Collaborate to restore productivity of marine life - President to ACP states
President Nana Addo Dankwa Akufo-Addo has called on member states of the Organisation of African, Caribbean and Pacific States (OACPS) to work in concert to reverse the decline and restore the productivity and resilience of oceans and marine ecosystems.
He said “we have no other option” than to adopt measures to attain conservation and the sustainable use of the oceans for present and future generations.
President Akufo-Addo made the call when he opened the 7th meeting of the OACPS Ministers in charge of Fisheries and Aquaculture in Accra on April 7, 2022.
The meeting, which is also being attended by leading fisheries professionals and practitioners, is on the theme: “OACPS’s Blue Economy Agenda 2030 – Catalysing Sustainable Fisheries and Aquaculture Development for the Future.”
The objectives of the meeting include reinforcing high-level, broad-based shared commitment and support of OACPS priorities for the sustainable development and growth of its fisheries and aquaculture; taking stock of the achievements and challenges of implementation of the Strategic Plan of Action for Fisheries and Aquaculture 2012-20 and defining specific policy and strategic interventions to address sectoral challenges under the proposed draft Strategic Plan of Action tabled for the meeting’s consideration.

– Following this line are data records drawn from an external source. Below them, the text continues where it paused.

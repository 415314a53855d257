//! Checkers rules engine and minimax search.
//!
//! `logic` holds the board, jump-chain collection and turn handling, `engine`
//! holds evaluation and search, and `player` exposes the capability trait that
//! front ends drive a match through.

pub mod engine;
pub mod logic;
pub mod player;
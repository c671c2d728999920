//! Cursor-based batch pagination
//!
//! Every listing endpoint of the platform returns its results in batches: a
//! page of data, an opaque `next` cursor and, when the server knows it, the
//! total number of items. [`load_batch`] drives a provider through the full
//! sequence and concatenates the pages in API order.

use std::future::Future;

use serde::Deserialize;

use crate::error::Result;

/// Number of items requested per page, matching the platform maximum.
pub const BATCH_SIZE: u32 = 50;

/// Pagination parameters passed to a batch provider
#[derive(Debug, Clone, PartialEq, Eq)]
pub struct BatchInfo {
    /// Opaque cursor; empty for the first page
    pub offset: String,
    /// Maximum number of items to return
    pub batch_size: u32,
}

impl BatchInfo {
    pub fn new(offset: impl Into<String>, batch_size: u32) -> Self {
        BatchInfo {
            offset: offset.into(),
            batch_size,
        }
    }

    /// First page of a listing at the default batch size
    pub fn first() -> Self {
        BatchInfo::new("", BATCH_SIZE)
    }
}

/// One page of a batched listing response
#[derive(Debug, Clone, Deserialize)]
#[serde(rename_all = "camelCase")]
pub struct BatchPage<T> {
    pub data: Vec<T>,
    pub next: String,
    #[serde(default)]
    pub total_count: Option<i64>,
}

/// Load every page of a batched listing and concatenate the results.
///
/// Termination contract:
/// - while the server declares a `total_count`, pagination continues as long
///   as fewer items than the total have been collected;
/// - without a declared total, pagination continues while pages are non-empty;
/// - a cursor that does not advance stops the loop in either mode, even if a
///   declared total has not been reached. A stationary cursor would otherwise
///   loop forever.
pub async fn load_batch<T, F, Fut>(mut provider: F) -> Result<Vec<T>>
where
    F: FnMut(BatchInfo) -> Fut,
    Fut: Future<Output = Result<BatchPage<T>>>,
{
    let mut items = Vec::new();
    let mut offset = String::new();

    loop {
        let page = provider(BatchInfo::new(offset.clone(), BATCH_SIZE)).await?;
        let page_len = page.data.len();
        items.extend(page.data);

        let has_next = match page.total_count {
            Some(total) => total > items.len() as i64,
            None => page_len > 0,
        };
        if !has_next || page.next == offset {
            break;
        }
        offset = page.next;
    }

    Ok(items)
}

#[cfg(test)]
mod tests {
    use super::*;
    use std::collections::VecDeque;
    use std::sync::Mutex;

    fn pages(pages: Vec<BatchPage<u32>>) -> Mutex<VecDeque<BatchPage<u32>>> {
        Mutex::new(pages.into_iter().collect())
    }

    fn page(data: Vec<u32>, next: &str, total_count: Option<i64>) -> BatchPage<u32> {
        BatchPage {
            data,
            next: next.to_string(),
            total_count,
        }
    }

    #[tokio::test]
    async fn test_concatenates_pages_until_total_reached() {
        let queue = pages(vec![
            page(vec![1, 2], "a", Some(5)),
            page(vec![3, 4], "b", Some(5)),
            page(vec![5], "c", Some(5)),
        ]);

        let items = load_batch(|batch| {
            assert_eq!(batch.batch_size, BATCH_SIZE);
            let next = queue.lock().unwrap().pop_front().unwrap();
            async move { Ok(next) }
        })
        .await
        .unwrap();

        assert_eq!(items, vec![1, 2, 3, 4, 5]);
        assert!(queue.lock().unwrap().is_empty());
    }

    #[tokio::test]
    async fn test_single_page_covering_total() {
        let queue = pages(vec![page(vec![1, 2, 3], "a", Some(3))]);

        let items = load_batch(|_| {
            let next = queue.lock().unwrap().pop_front().unwrap();
            async move { Ok(next) }
        })
        .await
        .unwrap();

        assert_eq!(items, vec![1, 2, 3]);
    }

    #[tokio::test]
    async fn test_missing_total_stops_on_empty_page() {
        let queue = pages(vec![
            page(vec![1, 2], "a", None),
            page(vec![3], "b", None),
            page(vec![], "c", None),
        ]);

        let items = load_batch(|_| {
            let next = queue.lock().unwrap().pop_front().unwrap();
            async move { Ok(next) }
        })
        .await
        .unwrap();

        assert_eq!(items, vec![1, 2, 3]);
    }

    #[tokio::test]
    async fn test_stationary_cursor_terminates() {
        // The server keeps declaring more data but never advances the
        // cursor. The loop must stop rather than spin forever.
        let calls = Mutex::new(0u32);

        let items = load_batch(|batch| {
            *calls.lock().unwrap() += 1;
            let offset = batch.offset.clone();
            async move { Ok(page(vec![7], &offset, Some(100))) }
        })
        .await
        .unwrap();

        assert_eq!(items, vec![7]);
        assert_eq!(*calls.lock().unwrap(), 1);
    }

    #[tokio::test]
    async fn test_zero_total_returns_empty() {
        let items = load_batch(|_| async move { Ok(page(vec![], "", Some(0))) })
            .await
            .unwrap();
        assert!(items.is_empty());
    }

    #[tokio::test]
    async fn test_provider_error_propagates() {
        let result: Result<Vec<u32>> = load_batch(|_| async move {
            Err(crate::error::Error::Api {
                status: 500,
                message: "boom".to_string(),
            })
        })
        .await;
        assert!(result.is_err());
    }
}
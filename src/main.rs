//! CLI entry point for space-export

use std::path::PathBuf;

use clap::{Parser, Subcommand};
use tracing_subscriber::EnvFilter;

use space_export::{
    run_chat_export, run_document_export, DocumentsScope, ExportConfig, ExportFormat, Result,
    SpaceClient,
};

#[derive(Parser)]
#[command(
    name = "space-export",
    version,
    about = "Export chats and documents from a Space workspace to a local file tree"
)]
struct Cli {
    /// API token to use for requests
    #[arg(long, env = "SPACE_TOKEN", hide_env_values = true)]
    token: String,

    /// Server address (e.g. organization.example.com)
    #[arg(long, env = "SPACE_SERVER")]
    server: String,

    /// Export file format
    #[arg(long, env = "FORMAT", value_enum, default_value_t = ExportFormat::Json)]
    format: ExportFormat,

    /// Root directory of the export tree
    #[arg(long, default_value = "export")]
    output: PathBuf,

    /// Increase log verbosity (-v debug, -vv trace)
    #[arg(short, long, action = clap::ArgAction::Count)]
    verbose: u8,

    #[command(subcommand)]
    command: Commands,
}

#[derive(Subcommand)]
enum Commands {
    /// Export all chats available to the user
    Chats,
    /// Export all documents available to the user
    Documents {
        /// Documents scope
        #[arg(long, env = "SCOPE", value_enum, default_value_t = DocumentsScope::All)]
        scope: DocumentsScope,

        /// Project key; restricts the project scope to a single project
        #[arg(long, env = "PROJECT_KEY")]
        project_key: Option<String>,
    },
}

fn setup_logging(verbose: u8) {
    let default_level = match verbose {
        0 => "info",
        1 => "debug",
        _ => "trace",
    };
    let filter =
        EnvFilter::try_from_default_env().unwrap_or_else(|_| EnvFilter::new(default_level));
    tracing_subscriber::fmt().with_env_filter(filter).init();
}

async fn run(cli: Cli) -> Result<()> {
    let client = SpaceClient::new(&cli.server, cli.token)?;

    match cli.command {
        Commands::Chats => {
            let config = ExportConfig {
                base_path: cli.output,
                format: cli.format,
                ..ExportConfig::default()
            };
            run_chat_export(&client, &config).await
        }
        Commands::Documents { scope, project_key } => {
            let config = ExportConfig {
                base_path: cli.output,
                format: cli.format,
                scope,
                project_key,
            };
            run_document_export(&client, &config).await
        }
    }
}

#[tokio::main]
async fn main() {
    let cli = Cli::parse();
    setup_logging(cli.verbose);

    if let Err(e) = run(cli).await {
        eprintln!("error: {e}");
        std::process::exit(1);
    }
}
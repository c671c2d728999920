//! Export engine for a Space workspace
//!
//! Walks everything the authenticated user can see (named group channels,
//! direct messages with fully resolved threads, personal and project
//! document folders) through the platform's paginated REST API and
//! materializes it as a local file tree:
//!
//! ```text
//! export/json/{dm,group}/<channel>/history.json   (+ attachment files)
//! export/documents/{personal,project/<key>}/<folder...>/<title>[.md]
//! ```
//!
//! Every run is a full traversal of the current remote state; there is no
//! incremental sync and no write-back to the platform.

pub mod batch;
pub mod client;
pub mod config;
pub mod error;
pub mod export;
pub mod types;

pub use client::SpaceClient;
pub use config::{DocumentsScope, ExportConfig, ExportFormat};
pub use error::{Error, Result};
pub use export::{run_chat_export, run_document_export};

It also seeks to provide a forum to deepen cooperation and identify areas for strategic engagement with partners in ocean governance, blue economy, fisheries and aquaculture development for the benefit of members of the OACPS.
President Akufo-Addo explained that Ghana supported the inclusion of all relevant stakeholders, including governments, intergovernmental organisations, financial institutions, civil society organisations and scientific communities, in finding solutions and tackling collectively essential problems related to the oceans.

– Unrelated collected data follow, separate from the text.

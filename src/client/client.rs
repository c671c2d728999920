//! HTTP transport for the workspace API

use std::path::Path;
use std::time::Duration;

use reqwest::Client;
use tokio::io::AsyncWriteExt;
use url::Url;

use crate::error::{Error, Result};

/// Client for a single Space workspace
///
/// Holds the shared HTTP connection pool and the access token resolved at
/// startup. All endpoint modules attach their requests through this type.
pub struct SpaceClient {
    /// HTTP client for REST API calls
    pub(crate) http_client: Client,
    /// Base URL of the workspace (e.g., "https://org.example.com")
    base_url: Url,
    /// API access token, sent as a bearer header on every request
    token: String,
}

/// Normalize a server address to a full URL.
///
/// Addresses already carrying a scheme are used verbatim; bare host names
/// get an `https://` prefix.
pub fn normalize_server_url(server: &str) -> String {
    if server.starts_with("http://") || server.starts_with("https://") {
        server.to_string()
    } else {
        format!("https://{server}")
    }
}

impl SpaceClient {
    /// Create a client for the given server address and access token
    pub fn new(server: &str, token: impl Into<String>) -> Result<Self> {
        let base_url = Url::parse(&normalize_server_url(server))
            .map_err(|e| Error::InvalidArgument(format!("invalid server URL: {e}")))?;

        let http_client = Client::builder()
            .timeout(Duration::from_secs(30))
            .build()?;

        Ok(SpaceClient {
            http_client,
            base_url,
            token: token.into(),
        })
    }

    /// Base server address without a trailing slash
    pub fn server_url(&self) -> &str {
        self.base_url.as_str().trim_end_matches('/')
    }

    /// Build the full API URL for a given endpoint
    ///
    /// # Arguments
    /// * `endpoint` - The API endpoint path (e.g., "/chats/channels/all-channels")
    pub fn api_url(&self, endpoint: &str) -> String {
        let endpoint = endpoint.trim_start_matches('/');
        format!("{}/api/http/{endpoint}", self.server_url())
    }

    /// Make an authenticated GET request and deserialize the JSON body
    pub(crate) async fn get_json<T: serde::de::DeserializeOwned>(
        &self,
        endpoint: &str,
    ) -> Result<T> {
        let url = self.api_url(endpoint);
        let response = self
            .http_client
            .get(&url)
            .bearer_auth(&self.token)
            .send()
            .await?;
        self.handle_response(response).await
    }

    /// Check the response status and extract the JSON body
    pub(crate) async fn handle_response<T: serde::de::DeserializeOwned>(
        &self,
        response: reqwest::Response,
    ) -> Result<T> {
        let status = response.status();
        if status.is_success() {
            Ok(response.json::<T>().await?)
        } else {
            let message = response
                .text()
                .await
                .unwrap_or_else(|_| "unknown error".to_string());
            Err(Error::Api {
                status: status.as_u16(),
                message,
            })
        }
    }

    /// Stream a file download to `dest`, overwriting any existing file.
    ///
    /// # Arguments
    /// * `url` - Absolute download address
    /// * `dest` - Local destination path; parent directory must exist
    /// * `authenticated` - Attach the bearer token. Resolved public
    ///   attachment URLs embed their own access and are fetched without it.
    pub async fn download_to_file(
        &self,
        url: &str,
        dest: &Path,
        authenticated: bool,
    ) -> Result<()> {
        let mut request = self.http_client.get(url);
        if authenticated {
            request = request.bearer_auth(&self.token);
        }

        let mut response = request.send().await?;
        let status = response.status();
        if !status.is_success() {
            return Err(Error::Download {
                url: url.to_string(),
                status: status.as_u16(),
            });
        }

        let mut file = tokio::fs::File::create(dest)
            .await
            .map_err(|e| Error::io(dest, e))?;
        while let Some(chunk) = response.chunk().await? {
            file.write_all(&chunk)
                .await
                .map_err(|e| Error::io(dest, e))?;
        }
        file.flush().await.map_err(|e| Error::io(dest, e))?;

        Ok(())
    }
}

#[cfg(test)]
mod tests {
    use super::*;

    #[test]
    fn test_new_client() {
        let client = SpaceClient::new("https://org.example.com", "token");
        assert!(client.is_ok());
    }

    #[test]
    fn test_invalid_url() {
        let client = SpaceClient::new("https://not a url", "token");
        assert!(client.is_err());
    }

    #[test]
    fn test_normalize_server_url() {
        assert_eq!(
            normalize_server_url("org.example.com"),
            "https://org.example.com"
        );
        assert_eq!(
            normalize_server_url("https://org.example.com"),
            "https://org.example.com"
        );
        assert_eq!(
            normalize_server_url("http://localhost:8000"),
            "http://localhost:8000"
        );
    }

    #[test]
    fn test_api_url() {
        let client = SpaceClient::new("https://org.example.com", "token").unwrap();
        assert_eq!(
            client.api_url("/chats/channels/all-channels"),
            "https://org.example.com/api/http/chats/channels/all-channels"
        );
        assert_eq!(
            client.api_url("chats/channels/all-channels"),
            "https://org.example.com/api/http/chats/channels/all-channels"
        );
    }

    #[test]
    fn test_server_url_trims_trailing_slash() {
        let client = SpaceClient::new("https://org.example.com/", "token").unwrap();
        assert_eq!(client.server_url(), "https://org.example.com");
    }
}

“Increasing scientific knowledge and developing research capability and transfer of marine technology will be crucial,” he added.

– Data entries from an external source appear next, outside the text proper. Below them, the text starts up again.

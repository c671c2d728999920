//! Message types for the chat export
//!
//! [`ExportedMessage`] is the unit of the `history.json` schema: field names
//! and nesting here are the on-disk contract and must stay parseable on
//! their own. List fields default to empty so a message serialized without
//! them round-trips to structurally identical data.

use serde::{Deserialize, Serialize};

/// A single chat message with its resolved attachments and nested thread
#[derive(Debug, Clone, PartialEq, Eq, Serialize, Deserialize)]
pub struct ExportedMessage {
    /// Platform identifier of the message
    pub id: String,
    /// Display name of the author
    pub author: String,
    /// Creation time, milliseconds since the Unix epoch
    pub timestamp: i64,
    /// Message text
    pub text: String,
    /// Link previews attached to the message
    #[serde(default)]
    pub unfurls: Vec<ExportedUnfurl>,
    /// Downloadable attachments with resolved URLs
    #[serde(default)]
    pub attachments: Vec<ExportedAttachment>,
    /// Emoji reaction summaries
    #[serde(default)]
    pub reactions: Vec<ExportedReaction>,
    /// Replies in the thread anchored to this message, newest first.
    /// Recursively nested; the platform keeps threads flat in practice but
    /// the model does not assume it.
    #[serde(default)]
    pub thread: Vec<ExportedMessage>,
}

/// An attachment with its resolved download URL and destination file name
#[derive(Debug, Clone, PartialEq, Eq, Serialize, Deserialize)]
pub struct ExportedAttachment {
    /// Directly fetchable address
    pub url: String,
    /// Destination file name on disk
    pub name: String,
}

/// Emoji reaction summary
#[derive(Debug, Clone, PartialEq, Eq, Serialize, Deserialize)]
pub struct ExportedReaction {
    pub emoji: String,
    pub count: u32,
}

/// Link-preview metadata; serialized as-is, no side effects
#[derive(Debug, Clone, PartialEq, Eq, Serialize, Deserialize)]
pub struct ExportedUnfurl {
    pub text: String,
    pub link: String,
    #[serde(default)]
    pub image: Option<String>,
}
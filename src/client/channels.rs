//! Channel listing endpoints

use crate::batch::{BatchInfo, BatchPage};
use crate::error::Result;

use super::client::SpaceClient;
use super::types::{AllChannelsEntry, DirectChannelEntry};

impl SpaceClient {
    /// List all named group channels visible to the user
    ///
    /// # Arguments
    /// * `batch` - Pagination parameters for this page
    ///
    /// # Returns
    /// A Result containing one page of channel listing entries
    pub async fn list_all_channels(
        &self,
        batch: BatchInfo,
    ) -> Result<BatchPage<AllChannelsEntry>> {
        let endpoint = format!(
            "/chats/channels/all-channels?query=&$skip={}&$top={}",
            batch.offset, batch.batch_size
        );
        self.get_json(&endpoint).await
    }

    /// List direct-message and conversation channels, with contact details
    ///
    /// # Arguments
    /// * `batch` - Pagination parameters for this page
    ///
    /// # Returns
    /// A Result containing one page of direct channel entries
    pub async fn list_direct_channels(
        &self,
        batch: BatchInfo,
    ) -> Result<BatchPage<DirectChannelEntry>> {
        let endpoint = format!(
            "/chats/channels/direct?$skip={}&$top={}",
            batch.offset, batch.batch_size
        );
        self.get_json(&endpoint).await
    }
}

He noted that Ghana was implementing a national plan of action to help curb the menace of illegal, unregulated and unreported (IUU) fishing activities.
The plan of action, he explained, included fish catch certification, reactivation and installation of vessel monitoring systems, automatic identification systems of vessels and ports and beaches inspection.
He added that Ghana, together with Togo and Benin, had signed on to implement a joint Fisheries Observer Programme as part of efforts to ensure safe, secure and legal fisheries operations across the Gulf of Guinea at all times.
The President said work was almost completed on the ocean governance study, and that the requisite structures and processes were being put in place to ensure that the rest of the West African partners completed their sustainable ocean plan by 2025, as prescribed by the high-level panel on the ocean economy on December 20, 2021.
Furthermore, he indicated that at the continental level, Ghana was in the process of ratifying the Cape Town 2012 agreement on fishing vessel safety.
It was expected that Ghana would shortly deposit its instrument, a move which, he said, would mark a major milestone in the country’s endeavour to build a sustainable blue economy.
The President indicated that Ghana shared in the vision of the new plastics economy and would sign on to the initiative.
“One other matter that poses even greater existential threat to our oceans is climate change and its impact on our oceans, the gradual warming of our oceans and increasing acidification and their effects on the marine environment and resources,” he said.
These, he noted, needed to be addressed through the implementation of the Paris Agreement on Climate Change.
The Minister of Fisheries and Aquaculture Development, Mavis Hawa Koomson, said the world was faced with challenges with the sustainable management of fisheries resources and the development of aquaculture.
The challenges, she explained, included climate change, ocean pollution, low investment in aquaculture and unsustainable practices such as IUU fishing.
She noted that marine and ecosystems degradation, ocean pollution and the impact of climate change were not impacting only on fisheries but also other key sectors, such as tourism and transportation.
Human induced pressures
The Secretary-General of the OACPS, Georges Rebelo Pinto Chikoti, said the meeting was taking place at a time when sustainable management and conservation of the ocean faced challenges due to human-induced pressures.
He mentioned the pressures to include overfishing, environmental degradation, climate change and the COVID-19 pandemic.